Abstract
Human amniotic membrane and amniotic membrane-derived mesenchymal stromal cells (hAMSCs) have produced promising results in regenerative medicine, especially for the treatment of inflammatory-based diseases and for different injuries including those in the orthopedic field such as tendon disorders. hAMSCs have been proposed to exert their anti-inflammatory and healing potential via secreted factors, both free and conveyed within extracellular vesicles (EVs). In particular, EV miRNAs are considered privileged players due to their impact on target cells and tissues, and their future use as therapeutic molecules is being intensely investigated. In this view, EV-miRNA quantification in either research or future clinical products has emerged as a crucial paradigm, although, to date, largely unsolved due to lack of reliable reference genes (RGs). In this study, a panel of thirteen putative miRNA RGs (let-7a-5p, miR-16-5p, miR-22-5p, miR-23a-3p, miR-26a-5p, miR-29a-5p, miR-101-3p, miR-103a-3p, miR-221-3p, miR-423-5p, miR-425-5p, miR-660-5p and U6 snRNA) that were identified in different EV types was assessed in hAMSC-EVs. A validated experimental pipeline was followed, sifting the output of four largely accepted algorithms for RG prediction (geNorm, NormFinder, BestKeeper and ΔCt method). Out of nine RGs constitutively expressed across all EV isolates, miR-101-3p and miR-22-5p resulted in the most stable RGs, whereas miR-423-5p and U6 snRNA performed poorly. miR-22-5p was also previously reported to be a reliable RG in adipose-derived MSC-EVs, suggesting its suitability across samples isolated from different MSC types. Further, to shed light on the impact of incorrect RG choice, the level of five tendon-related miRNAs (miR-29a-3p, miR-135a-5p, miR-146a-5p, miR-337-3p, let-7d-5p) was compared among hAMSC-EVs isolates. The use of miR-423-5p and U6 snRNA did not allow a correct quantification of miRNA incorporation in EVs, leading to less accurate fingerprinting and, if used for potency prediction, misleading indication of the most appropriate clinical batch.

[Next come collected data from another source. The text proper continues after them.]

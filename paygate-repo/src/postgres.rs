//! PostgreSQL repository adapter.

use async_trait::async_trait;
use chrono::Utc;
use sqlx::{PgConnection, PgPool};

use paygate_types::{
    Account, AccountId, AccountLedger, AccountUpdate, DomainError, HoldChange, HoldState,
    LedgerCommit, Money, Payment, PaymentHold, PaymentId, PaymentRepository, PaymentStore,
    RepoError,
};

use crate::types::{DbAccount, DbHold, DbPayment, DbStatementEntry, abort_unit};

const ACCOUNT_COLUMNS: &str = "id, first_name, last_name, currency, balance, held, card_number, \
     card_expiry_month, card_expiry_year, card_security_code, version, created_at";

const PAYMENT_COLUMNS: &str = "p.id, p.payee_id, p.order_id, p.operation, p.amount, p.currency, \
     p.status, p.card_number, p.card_expiry_month, p.card_expiry_year, p.reference_id, p.created_at";

// ─────────────────────────────────────────────────────────────────────────────
// PostgreSQL Repository
// ─────────────────────────────────────────────────────────────────────────────

/// PostgreSQL repository with version-guarded ledger writes.
pub struct PostgresRepo {
    pool: PgPool,
}

/// Executes SQL statements from a migration file, splitting by semicolons.
async fn execute_migration(pool: &PgPool, sql: &str, name: &str) -> Result<(), anyhow::Error> {
    for statement in sql.split(';') {
        let stmt = statement.trim();
        if !stmt.is_empty() {
            sqlx::query(stmt)
                .execute(pool)
                .await
                .map_err(|e| anyhow::anyhow!("Migration {} failed: {}", name, e))?;
        }
    }
    Ok(())
}

/// Runs all database migrations.
async fn run_migrations(pool: &PgPool) -> Result<(), anyhow::Error> {
    execute_migration(
        pool,
        include_str!("../migrations/0001_create_tables_pg.sql"),
        "0001",
    )
    .await
}

impl PostgresRepo {
    /// Creates a new PostgreSQL repository with automatic migration.
    pub async fn new(database_url: &str) -> anyhow::Result<Self> {
        let pool = PgPool::connect(database_url).await?;
        run_migrations(&pool).await?;
        Ok(Self { pool })
    }

    async fn hydrate(&self, row: DbAccount) -> Result<Account, RepoError> {
        let rows: Vec<DbStatementEntry> = sqlx::query_as(
            r#"SELECT payment_id FROM statement_entries WHERE account_id = $1 ORDER BY seq"#,
        )
        .bind(row.id)
        .fetch_all(&self.pool)
        .await
        .map_err(|e| RepoError::Database(e.to_string()))?;

        let statement = rows
            .into_iter()
            .map(DbStatementEntry::into_domain)
            .collect::<Result<Vec<_>, _>>()?;
        row.into_domain(statement)
    }
}

// ─────────────────────────────────────────────────────────────────────────────
// Ledger writes (run inside the caller's transaction)
// ─────────────────────────────────────────────────────────────────────────────

async fn insert_payment(conn: &mut PgConnection, payment: &Payment) -> Result<(), RepoError> {
    sqlx::query(
        r#"INSERT INTO payments (id, payee_id, order_id, operation, amount, currency, status,
               card_number, card_expiry_month, card_expiry_year, reference_id, created_at)
           VALUES ($1, $2, $3, $4, $5, $6, $7, $8, $9, $10, $11, $12)"#,
    )
    .bind(payment.id.into_uuid())
    .bind(payment.payee_id.into_uuid())
    .bind(&payment.order_id)
    .bind(payment.operation.as_str())
    .bind(payment.amount.amount())
    .bind(payment.amount.currency().to_string())
    .bind(payment.status.as_str())
    .bind(&payment.card.number)
    .bind(payment.card.expiry_month)
    .bind(payment.card.expiry_year)
    .bind(payment.reference_id.map(PaymentId::into_uuid))
    .bind(payment.created_at)
    .execute(conn)
    .await
    .map_err(|e| RepoError::Database(e.to_string()))?;

    Ok(())
}

async fn set_balance_and_held(
    conn: &mut PgConnection,
    update: &AccountUpdate,
) -> Result<(), RepoError> {
    let result = sqlx::query(
        r#"UPDATE accounts SET balance = $1, held = $2, version = version + 1
           WHERE id = $3 AND version = $4"#,
    )
    .bind(update.balance.amount())
    .bind(update.held.amount())
    .bind(update.account_id.into_uuid())
    .bind(update.expected_version)
    .execute(conn)
    .await
    .map_err(|e| RepoError::Database(e.to_string()))?;

    if result.rows_affected() == 0 {
        return Err(RepoError::Conflict(format!(
            "Account {} changed since it was read",
            update.account_id
        )));
    }
    Ok(())
}

async fn open_hold(conn: &mut PgConnection, hold: &PaymentHold) -> Result<(), RepoError> {
    sqlx::query(
        r#"INSERT INTO payment_holds (payment_id, kind, state, remaining, currency, version, updated_at)
           VALUES ($1, $2, $3, $4, $5, $6, $7)"#,
    )
    .bind(hold.payment_id.into_uuid())
    .bind(hold.kind.to_string())
    .bind(hold.state.to_string())
    .bind(hold.remaining.amount())
    .bind(hold.remaining.currency().to_string())
    .bind(hold.version)
    .bind(hold.updated_at)
    .execute(conn)
    .await
    .map_err(|e| RepoError::Database(e.to_string()))?;

    Ok(())
}

async fn update_remaining(
    conn: &mut PgConnection,
    payment_id: PaymentId,
    remaining: Money,
    state: HoldState,
    expected_version: i64,
) -> Result<(), RepoError> {
    let result = sqlx::query(
        r#"UPDATE payment_holds SET remaining = $1, state = $2, version = version + 1, updated_at = $3
           WHERE payment_id = $4 AND version = $5"#,
    )
    .bind(remaining.amount())
    .bind(state.to_string())
    .bind(Utc::now())
    .bind(payment_id.into_uuid())
    .bind(expected_version)
    .execute(conn)
    .await
    .map_err(|e| RepoError::Database(e.to_string()))?;

    if result.rows_affected() == 0 {
        return Err(RepoError::Conflict(format!(
            "Hold for payment {} changed since it was read",
            payment_id
        )));
    }
    Ok(())
}

async fn append_to_statement(
    conn: &mut PgConnection,
    account_id: AccountId,
    payment_id: PaymentId,
) -> Result<(), RepoError> {
    sqlx::query(r#"INSERT INTO statement_entries (account_id, payment_id) VALUES ($1, $2)"#)
        .bind(account_id.into_uuid())
        .bind(payment_id.into_uuid())
        .execute(conn)
        .await
        .map_err(|e| RepoError::Database(e.to_string()))?;

    Ok(())
}

/// Applies every write of one ledger commit on an open transaction.
async fn apply_commit(
    conn: &mut PgConnection,
    changes: &LedgerCommit,
) -> Result<(), RepoError> {
    insert_payment(&mut *conn, &changes.payment).await?;

    for update in &changes.accounts {
        set_balance_and_held(&mut *conn, update).await?;
    }

    for change in &changes.holds {
        match change {
            HoldChange::Open(hold) => open_hold(&mut *conn, hold).await?,
            HoldChange::Consume {
                payment_id,
                remaining,
                state,
                expected_version,
            } => {
                update_remaining(
                    &mut *conn,
                    *payment_id,
                    *remaining,
                    *state,
                    *expected_version,
                )
                .await?
            }
        }
    }

    for account_id in &changes.statements {
        append_to_statement(&mut *conn, *account_id, changes.payment.id).await?;
    }

    Ok(())
}

// ─────────────────────────────────────────────────────────────────────────────
// Repository implementation
// ─────────────────────────────────────────────────────────────────────────────

#[async_trait]
impl AccountLedger for PostgresRepo {
    async fn create_account(&self, account: Account) -> Result<Account, RepoError> {
        sqlx::query(
            r#"INSERT INTO accounts (id, first_name, last_name, currency, balance, held,
                   card_number, card_expiry_month, card_expiry_year, card_security_code,
                   version, created_at)
               VALUES ($1, $2, $3, $4, $5, $6, $7, $8, $9, $10, $11, $12)"#,
        )
        .bind(account.id.into_uuid())
        .bind(&account.first_name)
        .bind(&account.last_name)
        .bind(account.currency().to_string())
        .bind(account.balance.amount())
        .bind(account.held.amount())
        .bind(&account.card.number)
        .bind(account.card.expiry_month)
        .bind(account.card.expiry_year)
        .bind(&account.card.security_code)
        .bind(account.version)
        .bind(account.created_at)
        .execute(&self.pool)
        .await
        .map_err(|e| RepoError::Database(e.to_string()))?;

        Ok(account)
    }

    async fn get_account(&self, id: AccountId) -> Result<Option<Account>, RepoError> {
        let row: Option<DbAccount> = sqlx::query_as(&format!(
            "SELECT {} FROM accounts WHERE id = $1",
            ACCOUNT_COLUMNS
        ))
        .bind(id.into_uuid())
        .fetch_optional(&self.pool)
        .await
        .map_err(|e| RepoError::Database(e.to_string()))?;

        match row {
            Some(row) => self.hydrate(row).await.map(Some),
            None => Ok(None),
        }
    }

    async fn get_account_by_card(&self, number: &str) -> Result<Option<Account>, RepoError> {
        let row: Option<DbAccount> = sqlx::query_as(&format!(
            "SELECT {} FROM accounts WHERE card_number = $1",
            ACCOUNT_COLUMNS
        ))
        .bind(number)
        .fetch_optional(&self.pool)
        .await
        .map_err(|e| RepoError::Database(e.to_string()))?;

        match row {
            Some(row) => self.hydrate(row).await.map(Some),
            None => Ok(None),
        }
    }

    async fn list_accounts(&self) -> Result<Vec<Account>, RepoError> {
        let rows: Vec<DbAccount> = sqlx::query_as(&format!(
            "SELECT {} FROM accounts ORDER BY created_at DESC",
            ACCOUNT_COLUMNS
        ))
        .fetch_all(&self.pool)
        .await
        .map_err(|e| RepoError::Database(e.to_string()))?;

        let mut accounts = Vec::with_capacity(rows.len());
        for row in rows {
            accounts.push(self.hydrate(row).await?);
        }
        Ok(accounts)
    }

    async fn update_account(&self, account: &Account) -> Result<Account, RepoError> {
        let result =
            sqlx::query(r#"UPDATE accounts SET first_name = $1, last_name = $2 WHERE id = $3"#)
                .bind(&account.first_name)
                .bind(&account.last_name)
                .bind(account.id.into_uuid())
                .execute(&self.pool)
                .await
                .map_err(|e| RepoError::Database(e.to_string()))?;

        if result.rows_affected() == 0 {
            return Err(RepoError::NotFound);
        }
        Ok(account.clone())
    }

    async fn delete_account(&self, id: AccountId) -> Result<bool, RepoError> {
        let result =
            sqlx::query(r#"DELETE FROM accounts WHERE id = $1 AND balance = 0 AND held = 0"#)
                .bind(id.into_uuid())
                .execute(&self.pool)
                .await
                .map_err(|e| RepoError::Database(e.to_string()))?;

        Ok(result.rows_affected() > 0)
    }

    async fn deposit(&self, id: AccountId, amount: i64) -> Result<Account, RepoError> {
        let result = sqlx::query(
            r#"UPDATE accounts SET balance = balance + $1, version = version + 1
               WHERE id = $2 AND balance <= 9223372036854775807 - $1"#,
        )
        .bind(amount)
        .bind(id.into_uuid())
        .execute(&self.pool)
        .await
        .map_err(|e| RepoError::Database(e.to_string()))?;

        if result.rows_affected() == 0 {
            // Either the account is gone or the sum would leave the BIGINT range.
            return match self.get_account(id).await? {
                Some(_) => Err(DomainError::ValidationError(
                    "Deposit would overflow the account balance".into(),
                )
                .into()),
                None => Err(RepoError::NotFound),
            };
        }

        self.get_account(id).await?.ok_or(RepoError::NotFound)
    }
}

#[async_trait]
impl PaymentStore for PostgresRepo {
    async fn get_payment(&self, id: PaymentId) -> Result<Option<Payment>, RepoError> {
        let row: Option<DbPayment> = sqlx::query_as(&format!(
            "SELECT {} FROM payments p WHERE p.id = $1",
            PAYMENT_COLUMNS
        ))
        .bind(id.into_uuid())
        .fetch_optional(&self.pool)
        .await
        .map_err(|e| RepoError::Database(e.to_string()))?;

        row.map(DbPayment::into_domain).transpose()
    }

    async fn get_hold(&self, payment_id: PaymentId) -> Result<Option<PaymentHold>, RepoError> {
        let row: Option<DbHold> = sqlx::query_as(
            r#"SELECT payment_id, kind, state, remaining, currency, version, updated_at
               FROM payment_holds WHERE payment_id = $1"#,
        )
        .bind(payment_id.into_uuid())
        .fetch_optional(&self.pool)
        .await
        .map_err(|e| RepoError::Database(e.to_string()))?;

        row.map(DbHold::into_domain).transpose()
    }

    async fn list_payments_for_account(
        &self,
        account_id: AccountId,
    ) -> Result<Vec<Payment>, RepoError> {
        let rows: Vec<DbPayment> = sqlx::query_as(&format!(
            "SELECT {} FROM statement_entries s JOIN payments p ON p.id = s.payment_id
             WHERE s.account_id = $1 ORDER BY s.seq",
            PAYMENT_COLUMNS
        ))
        .bind(account_id.into_uuid())
        .fetch_all(&self.pool)
        .await
        .map_err(|e| RepoError::Database(e.to_string()))?;

        rows.into_iter().map(DbPayment::into_domain).collect()
    }
}

#[async_trait]
impl PaymentRepository for PostgresRepo {
    async fn commit(&self, changes: LedgerCommit) -> Result<Payment, RepoError> {
        let mut db_tx = self
            .pool
            .begin()
            .await
            .map_err(|e| RepoError::Transaction(e.to_string()))?;

        apply_commit(&mut *db_tx, &changes)
            .await
            .map_err(abort_unit)?;

        db_tx
            .commit()
            .await
            .map_err(|e| RepoError::Transaction(e.to_string()))?;

        tracing::debug!(
            payment_id = %changes.payment.id,
            accounts = changes.accounts.len(),
            holds = changes.holds.len(),
            "ledger commit applied"
        );

        Ok(changes.payment)
    }
}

These results emphasize the crucial importance of RG choice for EV-miRNAs in hAMSCs studies and contribute to the identification of reliable RGs such as miR-101-3p and miR-22-5p to be validated in other MSC-EVs related fields.
Highlights
Current knowledge on mesenchymal stromal cells (MSCs) as future medicinal products in the field of regenerative medicine sheds light on the crucial role of their secreted factors and extracellular vesicles (EVs) to stimulate tissues and cells
In adipose-derived MSCs (ASCs), inflammatory priming of cells was able to modulate the EVs incorporation of miRNAs involved in both cartilage homeostasis and macrophage M2-polarization [8,9]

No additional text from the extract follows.